Mutual Fund Monday - 10 Questions

10 Questions With Legg Mason Focus Trust's Robert Hagstrom

 

Click on the company name to jump to Hagstrom's comments on the stock.
AOL Time Warner
General Electric
Home Depot
Honeywell
Liberty Media
Lucent
Merck
Microsoft
3M
Nextel
Nokia
Nortel
Tyco
USA Interactive
Vodafone
Wal-Mart

"Put all your eggs in one basket and -- watch that basket."

That morsel is doubly apt for this week's 10 Questions. For starters, fund manager Robert Hagstrom puts that idiom to work every day at his (FOCTX)Legg Mason Focus Trust fund, which holds a mere 18 eggs, er, stocks. Second, the quote comes from Samuel Clemens' legal sleuth Pudd'n'head Wilson, and Hagstrom -- a prolific author in his down time -- has a hot-off-the-presses book, "The Detective and the Investor". The purpose of the book: Instructing investors how to apply the methods of great fictional detectives to make better stock-picking decisions. It couldn't be timelier: If Sherlock Holmes had been around to sniff into WorldCom, Tyco and Enron's books, perhaps Wall Street would have avoided those massacres.

Hagstrom has played stock-market sleuth for years -- at the helm of the focus fund since its April 1995 inception.

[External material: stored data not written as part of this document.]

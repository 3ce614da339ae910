//! Handlers for Ansible playbooks built from the current run's Avi output.

use albmig_core::error::CoreError;
use albmig_core::playbook::{self, GeneratePlaybook, PlaybookSummary};
use albmig_core::types::DbId;
use axum::extract::{Path, State};
use axum::http::{header, StatusCode};
use axum::response::IntoResponse;
use axum::Json;

use crate::error::{AppError, AppResult};
use crate::handlers::require_current_run;
use crate::response::{attachment, DataResponse};
use crate::state::AppState;

// ---------------------------------------------------------------------------
// POST /playbook/generate-playbook
// ---------------------------------------------------------------------------

/// Build a playbook from the newest Avi output of the current run and store
/// it. Earlier playbooks are kept.
pub async fn generate_playbook(
    State(state): State<AppState>,
    Json(body): Json<GeneratePlaybook>,
) -> AppResult<impl IntoResponse> {
    let run = require_current_run(state.store.as_ref()).await?;
    let avi_output = state.store.latest_avi_output(run.id).await?.ok_or_else(|| {
        AppError::Core(CoreError::Conflict(format!(
            "No Avi output stored for run {}; generate the configuration first",
            run.id
        )))
    })?;

    let new = playbook::build_playbook(&body.name_for(run.id), &avi_output)?;
    let stored = state.store.insert_playbook(run.id, &new).await?;

    tracing::info!(
        run_id = run.id,
        playbook_id = stored.id,
        avi_output_id = avi_output.id,
        tasks = stored.task_count,
        "Playbook generated"
    );

    Ok((
        StatusCode::CREATED,
        Json(DataResponse {
            data: PlaybookSummary::from(stored),
        }),
    ))
}

// ---------------------------------------------------------------------------
// GET /playbook/playbooks
// ---------------------------------------------------------------------------

/// Playbooks of the current run, newest first. Empty before any import.
pub async fn list_playbooks(State(state): State<AppState>) -> AppResult<impl IntoResponse> {
    let playbooks: Vec<PlaybookSummary> = match state.store.current_run().await? {
        Some(run) => state
            .store
            .list_playbooks(run.id)
            .await?
            .into_iter()
            .map(PlaybookSummary::from)
            .collect(),
        None => Vec::new(),
    };
    Ok(Json(DataResponse { data: playbooks }))
}

// ---------------------------------------------------------------------------
// GET /playbook/download-playbook/{id}
// ---------------------------------------------------------------------------

/// The playbook document as a file download.
pub async fn download_playbook(
    State(state): State<AppState>,
    Path(id): Path<DbId>,
) -> AppResult<impl IntoResponse> {
    let playbook = state
        .store
        .find_playbook(id)
        .await?
        .ok_or(AppError::Core(CoreError::NotFound {
            entity: "Playbook",
            id,
        }))?;

    Ok((
        [(header::CONTENT_DISPOSITION, attachment(&playbook.file_name()))],
        Json(playbook.body),
    ))
}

While concentrated funds' returns often provide as many twists and turns as a Poe mystery -- Legg Mason Focus is no exception, having had a rough 2000 -- Hagstrom's performance handily beats his peers and the broader market over the long haul. His five-year average annual return of 4.33% places him in the top 6% of the large-cap blend category, according to Morningstar.

It seems fitting that among Hagstrom's 18 stocks are three companies with such labyrinthine structures that much of Wall Street has shied away: AOL Time Warner, General Electric and Tyco. But Hagstrom thinks he has cracked all three cases and in the following pages, he lays out the compelling evidence. He also weighs in on other subjects, including Microsoft, winners and losers in the telecom sector, stocks he has sold, interest rate cuts, deflation risks and, of course, his new books.

The interview, like most worthy yarns, is stuffed with juicy information and, like all good authors, Hagstrom ties it all together in the end. We think investors will find it a most enriching read.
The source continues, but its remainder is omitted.